まあ、オッサンはピクピクしてるので死んではいないのだが。
「さて、お嬢ちゃん……で良いのかな?状況の説明は出来るかな?」
地面へと降ろされても、じっと僕を見つめ続ける幼女に対し年上の上から目線でお伺いを立ててみる。

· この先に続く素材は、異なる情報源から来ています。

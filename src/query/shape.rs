use bson::Document;
use std::cmp::Ordering;

use super::eval::compare_bson;
use super::types::{FindOptions, Order, SortSpec};

/// Lexicographic comparison over the sort keys. A missing field sorts before any value.
#[must_use]
pub fn compare_records(a: &Document, b: &Document, sort: &[SortSpec]) -> Ordering {
    for s in sort {
        let ord = match (a.get(&s.field), b.get(&s.field)) {
            (Some(x), Some(y)) => compare_bson(x, y),
            (Some(_), None) => Ordering::Greater,
            (None, Some(_)) => Ordering::Less,
            (None, None) => Ordering::Equal,
        };
        if ord != Ordering::Equal {
            return if s.order == Order::Asc { ord } else { ord.reverse() };
        }
    }
    Ordering::Equal
}

/// Stable multi-key sort, then truncate. The limit never applies before the sort.
#[must_use]
pub fn shape(mut records: Vec<Document>, sort: &[SortSpec], limit: Option<usize>) -> Vec<Document> {
    // `sort_by` is stable: full ties keep their input order.
    records.sort_by(|a, b| compare_records(a, b, sort));
    if let Some(n) = limit {
        records.truncate(n);
    }
    records
}

/// `shape` with the defaults from `opts` (`created_at` descending, `limit` of 0 ignored).
#[must_use]
pub fn shape_with(records: Vec<Document>, opts: &FindOptions) -> Vec<Document> {
    shape(records, &opts.effective_sort(), opts.effective_limit())
}
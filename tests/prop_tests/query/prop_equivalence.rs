use bson::{Bson, Document, doc};
use proptest::prelude::*;
use rowbridge::MemoryStore;
use rowbridge::query::{self, FindOptions, Order, SortSpec, find_fallback, parse_filter};

const TABLE: &str = "rows";

// Plain model of a cell, used by the reference evaluator below.
#[derive(Debug, Clone, PartialEq)]
enum Cell {
    Missing,
    Null,
    Int(i32),
    Str(String),
}

impl Cell {
    fn is_null(&self) -> bool {
        matches!(self, Self::Missing | Self::Null)
    }

    fn to_bson(&self) -> Option<Bson> {
        match self {
            Self::Missing => None,
            Self::Null => Some(Bson::Null),
            Self::Int(i) => Some(Bson::Int32(*i)),
            Self::Str(s) => Some(Bson::String(s.clone())),
        }
    }
}

#[derive(Debug, Clone)]
struct Row {
    id: i32,
    a: Cell,
    s: Cell,
    k: i32,
}

impl Row {
    fn cell(&self, field: &str) -> &Cell {
        if field == "a" { &self.a } else { &self.s }
    }

    fn to_doc(&self) -> Document {
        let mut d = doc! { "id": self.id, "k": self.k };
        if let Some(v) = self.a.to_bson() {
            d.insert("a", v);
        }
        if let Some(v) = self.s.to_bson() {
            d.insert("s", v);
        }
        d
    }
}

#[derive(Debug, Clone)]
enum Pred {
    Eq(&'static str, Cell),
    In(&'static str, Vec<Cell>),
    Ne(&'static str, Cell),
    Exists(&'static str, bool),
    Regex(String, &'static str),
    Or(Vec<(&'static str, Cell)>),
}

impl Pred {
    fn key(&self) -> &'static str {
        match self {
            Self::Eq(f, _) | Self::In(f, _) | Self::Ne(f, _) | Self::Exists(f, _) => f,
            Self::Regex(..) => "s",
            Self::Or(_) => "$or",
        }
    }

    fn value(&self) -> Bson {
        let val = |c: &Cell| c.to_bson().unwrap_or(Bson::Null);
        match self {
            Self::Eq(_, c) => val(c),
            Self::In(_, cs) => Bson::Array(cs.iter().map(val).collect()),
            Self::Ne(_, c) => Bson::Document(doc! { "$ne": val(c) }),
            Self::Exists(_, b) => Bson::Document(doc! { "$exists": *b }),
            Self::Regex(p, opts) => Bson::Document(doc! { "$regex": p.clone(), "$options": *opts }),
            Self::Or(branches) => Bson::Array(
                branches.iter().map(|(f, c)| Bson::Document(doc! { *f: val(c) })).collect(),
            ),
        }
    }

    fn holds(&self, row: &Row) -> bool {
        match self {
            Self::Eq(f, target) => {
                let cell = row.cell(f);
                if target.is_null() { cell.is_null() } else { cell == target }
            }
            Self::In(f, set) => {
                let cell = row.cell(f);
                !cell.is_null() && set.contains(cell)
            }
            Self::Ne(f, target) => {
                let cell = row.cell(f);
                !cell.is_null() && (target.is_null() || cell != target)
            }
            Self::Exists(f, present) => row.cell(f).is_null() != *present,
            Self::Regex(p, opts) => match &row.s {
                Cell::Str(s) if opts.is_empty() || opts.contains('i') => {
                    s.to_lowercase().contains(&p.to_lowercase())
                }
                Cell::Str(s) => s.contains(p.as_str()),
                _ => false,
            },
            Self::Or(branches) => branches.iter().any(|(f, target)| {
                let cell = row.cell(f);
                let blank = |c: &Cell| c.is_null() || *c == Cell::Str(String::new());
                if blank(target) { blank(cell) } else { cell == target }
            }),
        }
    }
}

fn a_cell() -> impl Strategy<Value = Cell> {
    prop_oneof![Just(Cell::Missing), Just(Cell::Null), (0..3i32).prop_map(Cell::Int)]
}

fn s_cell() -> impl Strategy<Value = Cell> {
    prop_oneof![
        Just(Cell::Missing),
        Just(Cell::Null),
        prop::sample::select(vec!["", "x", "Xy", "yx", "zz"]).prop_map(|s| Cell::Str(s.to_string())),
    ]
}

fn target(field: &'static str) -> BoxedStrategy<Cell> {
    let s = if field == "a" { a_cell().boxed() } else { s_cell().boxed() };
    s.prop_map(|c| if c == Cell::Missing { Cell::Null } else { c }).boxed()
}

fn rows() -> impl Strategy<Value = Vec<Row>> {
    prop::collection::vec((a_cell(), s_cell(), 0..3i32), 0..12).prop_map(|cells| {
        cells
            .into_iter()
            .enumerate()
            .map(|(i, (a, s, k))| Row { id: i32::try_from(i).unwrap(), a, s, k })
            .collect()
    })
}

fn field_pred(field: &'static str) -> BoxedStrategy<Pred> {
    prop_oneof![
        target(field).prop_map(move |c| Pred::Eq(field, c)),
        prop::collection::vec(target(field).prop_filter("non-null", |c| !c.is_null()), 1..3)
            .prop_map(move |cs| Pred::In(field, cs)),
        target(field).prop_map(move |c| Pred::Ne(field, c)),
        any::<bool>().prop_map(move |b| Pred::Exists(field, b)),
    ]
    .boxed()
}

fn s_pred() -> BoxedStrategy<Pred> {
    prop_oneof![
        field_pred("s"),
        (prop::sample::select(vec!["x", "X", "y", "Y"]), prop::sample::select(vec!["", "i", "s"]))
            .prop_map(|(p, o)| Pred::Regex(p.to_string(), o)),
    ]
    .boxed()
}

fn or_pred() -> impl Strategy<Value = Pred> {
    prop::collection::vec(
        prop_oneof![target("a").prop_map(|c| ("a", c)), target("s").prop_map(|c| ("s", c))],
        1..4,
    )
    .prop_map(Pred::Or)
}

/// At most one predicate per key, so the filter document holds each of them.
fn preds() -> impl Strategy<Value = Vec<Pred>> {
    (
        prop::option::of(field_pred("a")),
        prop::option::of(s_pred()),
        prop::option::of(or_pred()),
    )
        .prop_map(|(a, s, o)| [a, s, o].into_iter().flatten().collect())
}

fn options() -> impl Strategy<Value = FindOptions> {
    (prop::option::of(any::<bool>()), prop::option::of(0..6usize)).prop_map(|(dir, limit)| FindOptions {
        sort: dir.map(|desc| vec![if desc { SortSpec::desc("k") } else { SortSpec::asc("k") }]),
        limit,
    })
}

fn filter_doc(preds: &[Pred]) -> Document {
    let mut d = Document::new();
    for p in preds {
        d.insert(p.key(), p.value());
    }
    d
}

fn reference(rows: &[Row], preds: &[Pred], opts: &FindOptions) -> Vec<i32> {
    let mut hits: Vec<&Row> = rows.iter().filter(|r| preds.iter().all(|p| p.holds(r))).collect();
    if let Some(sort) = &opts.sort {
        hits.sort_by(|x, y| match sort[0].order {
            Order::Asc => x.k.cmp(&y.k),
            Order::Desc => y.k.cmp(&x.k),
        });
    }
    let mut ids: Vec<i32> = hits.into_iter().map(|r| r.id).collect();
    if let Some(n) = opts.limit.filter(|n| *n > 0) {
        ids.truncate(n);
    }
    ids
}

fn store(rows: &[Row]) -> MemoryStore {
    let store = MemoryStore::new();
    store.create_table(TABLE);
    store.insert_many(TABLE, rows.iter().map(Row::to_doc));
    store
}

fn ids(docs: &[Document]) -> Vec<i32> {
    docs.iter().map(|d| d.get_i32("id").unwrap()).collect()
}

fn block_on<F: std::future::Future>(f: F) -> F::Output {
    tokio::runtime::Builder::new_current_thread().build().unwrap().block_on(f)
}

proptest! {
    #![proptest_config(proptest::test_runner::Config {
        failure_persistence: Some(Box::new(proptest::test_runner::FileFailurePersistence::WithSource("proptest-regressions"))),
        cases: 128,
        .. proptest::test_runner::Config::default()
    })]

    #[test]
    fn prop_find_matches_brute_force(rows in rows(), preds in preds(), opts in options()) {
        let store = store(&rows);
        let filter = parse_filter(&filter_doc(&preds)).unwrap();
        let expected = reference(&rows, &preds, &opts);
        let got = block_on(query::find(&store, TABLE, &filter, &opts)).unwrap();
        prop_assert_eq!(ids(&got), expected.clone());
        let fallback = block_on(find_fallback(&store, TABLE, &filter, &opts)).unwrap();
        prop_assert_eq!(ids(&fallback), expected);
    }

    #[test]
    fn prop_key_order_does_not_matter(rows in rows(), preds in preds(), opts in options()) {
        let store = store(&rows);
        let forward = parse_filter(&filter_doc(&preds)).unwrap();
        let mut reversed_preds = preds.clone();
        reversed_preds.reverse();
        let reversed = parse_filter(&filter_doc(&reversed_preds)).unwrap();
        let a = block_on(query::find(&store, TABLE, &forward, &opts)).unwrap();
        let b = block_on(query::find(&store, TABLE, &reversed, &opts)).unwrap();
        prop_assert_eq!(a, b);
    }

    #[test]
    fn prop_blank_or_targets_are_interchangeable(rows in rows(), field in prop::sample::select(vec!["a", "s"])) {
        let store = store(&rows);
        let opts = FindOptions::default();
        let mut results = Vec::new();
        for target in [Bson::Null, Bson::String(String::new())] {
            let f = parse_filter(&doc! { "$or": [ { field: target } ] }).unwrap();
            results.push(ids(&block_on(query::find(&store, TABLE, &f, &opts)).unwrap()));
        }
        prop_assert_eq!(&results[0], &results[1]);
        let blank: Vec<i32> = rows
            .iter()
            .filter(|r| matches!(r.cell(field), Cell::Missing | Cell::Null) || *r.cell(field) == Cell::Str(String::new()))
            .map(|r| r.id)
            .collect();
        prop_assert_eq!(&results[0], &blank);
    }
}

すると幼女はニコリと愛らしく微笑むと突然身体を光の粒子へと変貌させ僕の中に吸い込まれていった。
「なっ!なっ!なっ!」
余りの唐突で不可解な出来事に「なっ!」しか出ない僕に更なる衝撃が訪れる。
突然に目の前にスクリーンが現れ文章が表記される。
内容は……
_______
エクストライベント【新世界への架け橋】
この失われた世界に新たな世界の構築を…
あなた達にはその架け橋となる素質が見出されました。
さあ、この失われた世界に誰も見た事の無い新たなる風と創造を。
それこそが【Genesis World】の真なる命題なのだから…
_______
「んなんじゃこりゃあぁーーー!!!」
意味もわからず僕は叫んだのであった。